EXERCISE
Could you filter the data below down to the lines that hold the word "Returns"?
---+---
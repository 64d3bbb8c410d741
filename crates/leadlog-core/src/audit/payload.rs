//! Typed views over the raw JSON stored in `audit_entries`.
//!
//! Payload text is kept verbatim in the database and only parsed on read, so
//! a malformed row written by some other tool never blocks the rest of a
//! lead's history. Unknown fields are preserved via `#[serde(flatten)]`.

use serde::de::DeserializeOwned;
use serde::{Deserialize, Deserializer, Serialize};
use serde_json::{Map, Value};
use std::collections::BTreeMap;

use crate::model::{CommentId, LeadState, LossReasonId};

/// Label used when neither an embedded name nor the catalog can name a state.
pub const UNKNOWN_STATE: &str = "Unknown";

// ---------------------------------------------------------------------------
// AuditPayload
// ---------------------------------------------------------------------------

/// Parsed "before" or "after" payload of an audit entry.
#[derive(Debug, Clone, PartialEq)]
pub enum AuditPayload {
    /// Any object carrying a `state_id` key.
    StateChange(StateChangePayload),
    /// Field-level change to something other than the lead state.
    Other(Map<String, Value>),
}

impl AuditPayload {
    /// Parse stored payload text.
    ///
    /// # Errors
    ///
    /// Returns [`PayloadError`] if the text is not JSON or is not an object.
    /// Mistyped optional state-change fields read as absent.
    pub fn parse(raw: &str) -> Result<Self, PayloadError> {
        let value: Value = serde_json::from_str(raw).map_err(PayloadError::Malformed)?;
        let Value::Object(map) = value else {
            return Err(PayloadError::NotAnObject);
        };

        if map.contains_key("state_id") {
            serde_json::from_value::<StateChangePayload>(Value::Object(map))
                .map(Self::StateChange)
                .map_err(PayloadError::Shape)
        } else {
            Ok(Self::Other(map))
        }
    }

    /// Serialize back to payload text.
    ///
    /// # Errors
    ///
    /// Returns an error if serialization fails.
    pub fn to_json(&self) -> Result<String, serde_json::Error> {
        match self {
            Self::StateChange(change) => serde_json::to_string(change),
            Self::Other(map) => serde_json::to_string(map),
        }
    }

    #[must_use]
    pub const fn as_state_change(&self) -> Option<&StateChangePayload> {
        match self {
            Self::StateChange(change) => Some(change),
            Self::Other(_) => None,
        }
    }
}

// ---------------------------------------------------------------------------
// StateChangePayload
// ---------------------------------------------------------------------------

/// Payload describing a lead state, either the one left ("before") or the
/// one entered ("after").
#[derive(Debug, Clone, Default, PartialEq, Serialize, Deserialize)]
pub struct StateChangePayload {
    /// Numeric state id. Older writers sometimes stored it as a string;
    /// anything that is not an integer reads as `None`.
    #[serde(default, deserialize_with = "lenient_state_id")]
    pub state_id: Option<i64>,

    #[serde(default, deserialize_with = "lenient", skip_serializing_if = "Option::is_none")]
    pub state_name: Option<String>,

    #[serde(default, deserialize_with = "lenient", skip_serializing_if = "Option::is_none")]
    pub reason: Option<String>,

    #[serde(default, deserialize_with = "lenient", skip_serializing_if = "Option::is_none")]
    pub actor: Option<String>,

    #[serde(default, deserialize_with = "lenient", skip_serializing_if = "Option::is_none")]
    pub automatic: Option<bool>,

    #[serde(default, deserialize_with = "lenient", skip_serializing_if = "Option::is_none")]
    pub loss_reason_id: Option<LossReasonId>,

    #[serde(default, deserialize_with = "lenient", skip_serializing_if = "Option::is_none")]
    pub loss_reason: Option<String>,

    #[serde(default, deserialize_with = "lenient", skip_serializing_if = "Option::is_none")]
    pub comment_id: Option<CommentId>,

    /// Unknown fields preserved for forward compatibility.
    #[serde(flatten)]
    pub extra: BTreeMap<String, Value>,
}

impl StateChangePayload {
    /// Minimal payload naming `state`.
    #[must_use]
    pub fn for_state(state: LeadState) -> Self {
        Self {
            state_id: Some(state.id()),
            state_name: Some(state.name().to_string()),
            ..Self::default()
        }
    }

    /// Catalog state for the embedded id, if it is one we know.
    #[must_use]
    pub fn state(&self) -> Option<LeadState> {
        self.state_id.and_then(LeadState::from_id)
    }

    /// Stable key for "is this the same state": the id when present,
    /// otherwise the embedded name normalized through the catalog.
    #[must_use]
    pub fn state_key(&self) -> Option<StateKey> {
        if let Some(id) = self.state_id {
            return Some(StateKey::Id(id));
        }
        let name = self.state_name.as_deref()?.trim();
        if name.is_empty() {
            return None;
        }
        Some(
            name.parse::<LeadState>()
                .map_or_else(|_| StateKey::Name(name.to_string()), |s| StateKey::Id(s.id())),
        )
    }

    /// Display name: embedded name, then catalog, then [`UNKNOWN_STATE`].
    #[must_use]
    pub fn state_label(&self) -> String {
        if let Some(name) = self.state_name.as_deref().map(str::trim) {
            if !name.is_empty() {
                return name.to_string();
            }
        }
        self.state()
            .map_or_else(|| UNKNOWN_STATE.to_string(), |s| s.name().to_string())
    }
}

/// Identity of a state as recorded in a payload.
#[derive(Debug, Clone, PartialEq, Eq, Hash)]
pub enum StateKey {
    Id(i64),
    Name(String),
}

impl From<LeadState> for StateKey {
    fn from(state: LeadState) -> Self {
        Self::Id(state.id())
    }
}

fn lenient_state_id<'de, D>(deserializer: D) -> Result<Option<i64>, D::Error>
where
    D: Deserializer<'de>,
{
    let value = Option::<Value>::deserialize(deserializer)?;
    Ok(match value {
        Some(Value::Number(n)) => n.as_i64(),
        Some(Value::String(s)) => s.trim().parse::<i64>().ok(),
        _ => None,
    })
}

/// Optional field that reads as `None` when it holds the wrong JSON type, so
/// one bad field never hides the state id next to it.
fn lenient<'de, D, T>(deserializer: D) -> Result<Option<T>, D::Error>
where
    D: Deserializer<'de>,
    T: DeserializeOwned,
{
    let value = Option::<Value>::deserialize(deserializer)?;
    Ok(value.and_then(|v| serde_json::from_value(v).ok()))
}

// ---------------------------------------------------------------------------
// PayloadError
// ---------------------------------------------------------------------------

/// Why stored payload text could not be read.
#[derive(Debug, thiserror::Error)]
pub enum PayloadError {
    #[error("payload is not valid JSON: {0}")]
    Malformed(#[source] serde_json::Error),
    #[error("payload is not a JSON object")]
    NotAnObject,
    #[error("state-change payload has unexpected field types: {0}")]
    Shape(#[source] serde_json::Error),
}

#[cfg(test)]
mod tests {
    use super::*;

    #[test]
    fn parses_state_change_and_keeps_unknown_fields() {
        let raw = r#"{"state_id":9,"state_name":"Lost","reason":"lead rejection","automatic":true,"loss_reason_id":1,"channel":"phone"}"#;
        let payload = AuditPayload::parse(raw).expect("parse");
        let change = payload.as_state_change().expect("state change");
        assert_eq!(change.state(), Some(LeadState::Lost));
        assert_eq!(change.loss_reason_id, Some(LossReasonId(1)));
        assert_eq!(change.automatic, Some(true));
        assert_eq!(change.extra.get("channel"), Some(&Value::from("phone")));

        let reparsed = AuditPayload::parse(&payload.to_json().expect("encode")).expect("reparse");
        assert_eq!(reparsed, payload);
    }

    #[test]
    fn string_and_garbage_state_ids_are_lenient() {
        let numeric_string = AuditPayload::parse(r#"{"state_id":" 3 "}"#).expect("parse");
        assert_eq!(
            numeric_string.as_state_change().and_then(StateChangePayload::state),
            Some(LeadState::Contacted)
        );

        let garbage = AuditPayload::parse(r#"{"state_id":"soon","state_name":"Dormant"}"#)
            .expect("parse");
        let change = garbage.as_state_change().expect("still a state change");
        assert_eq!(change.state_id, None);
        assert_eq!(change.state_key(), Some(StateKey::Name("Dormant".to_string())));
        assert_eq!(change.state_label(), "Dormant");
    }

    #[test]
    fn name_only_payloads_normalize_to_catalog_id() {
        let change = StateChangePayload {
            state_name: Some("proposal sent".to_string()),
            ..StateChangePayload::default()
        };
        assert_eq!(change.state_key(), Some(StateKey::from(LeadState::ProposalSent)));
    }

    #[test]
    fn label_falls_back_to_catalog_then_unknown() {
        let by_id = StateChangePayload {
            state_id: Some(10),
            ..StateChangePayload::default()
        };
        assert_eq!(by_id.state_label(), "Won");

        let unknown = StateChangePayload {
            state_id: Some(404),
            ..StateChangePayload::default()
        };
        assert_eq!(unknown.state_label(), UNKNOWN_STATE);
    }

    #[test]
    fn other_payloads_and_errors() {
        let other = AuditPayload::parse(r#"{"name":"Acme Ltd"}"#).expect("parse");
        assert!(matches!(other, AuditPayload::Other(_)));

        assert!(matches!(AuditPayload::parse("{not json"), Err(PayloadError::Malformed(_))));
        assert!(matches!(AuditPayload::parse("[1,2]"), Err(PayloadError::NotAnObject)));
    }

    #[test]
    fn mistyped_optional_fields_keep_the_state_id() {
        let payload =
            AuditPayload::parse(r#"{"state_id":3,"state_name":42,"automatic":"yes","actor":["ana"],"reason":"call"}"#)
                .expect("parse");
        let change = payload.as_state_change().expect("state change");
        assert_eq!(change.state(), Some(LeadState::Contacted));
        assert_eq!(change.state_name, None);
        assert_eq!(change.automatic, None);
        assert_eq!(change.actor, None);
        assert_eq!(change.reason.as_deref(), Some("call"));
        assert_eq!(change.state_label(), "Contacted");
    }
}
---+---
SOLUTION TO THIS PROBLEM
    /// Returns [`PayloadError`] if the text is not JSON or is not an object.
    /// Returns an error if serialization fails.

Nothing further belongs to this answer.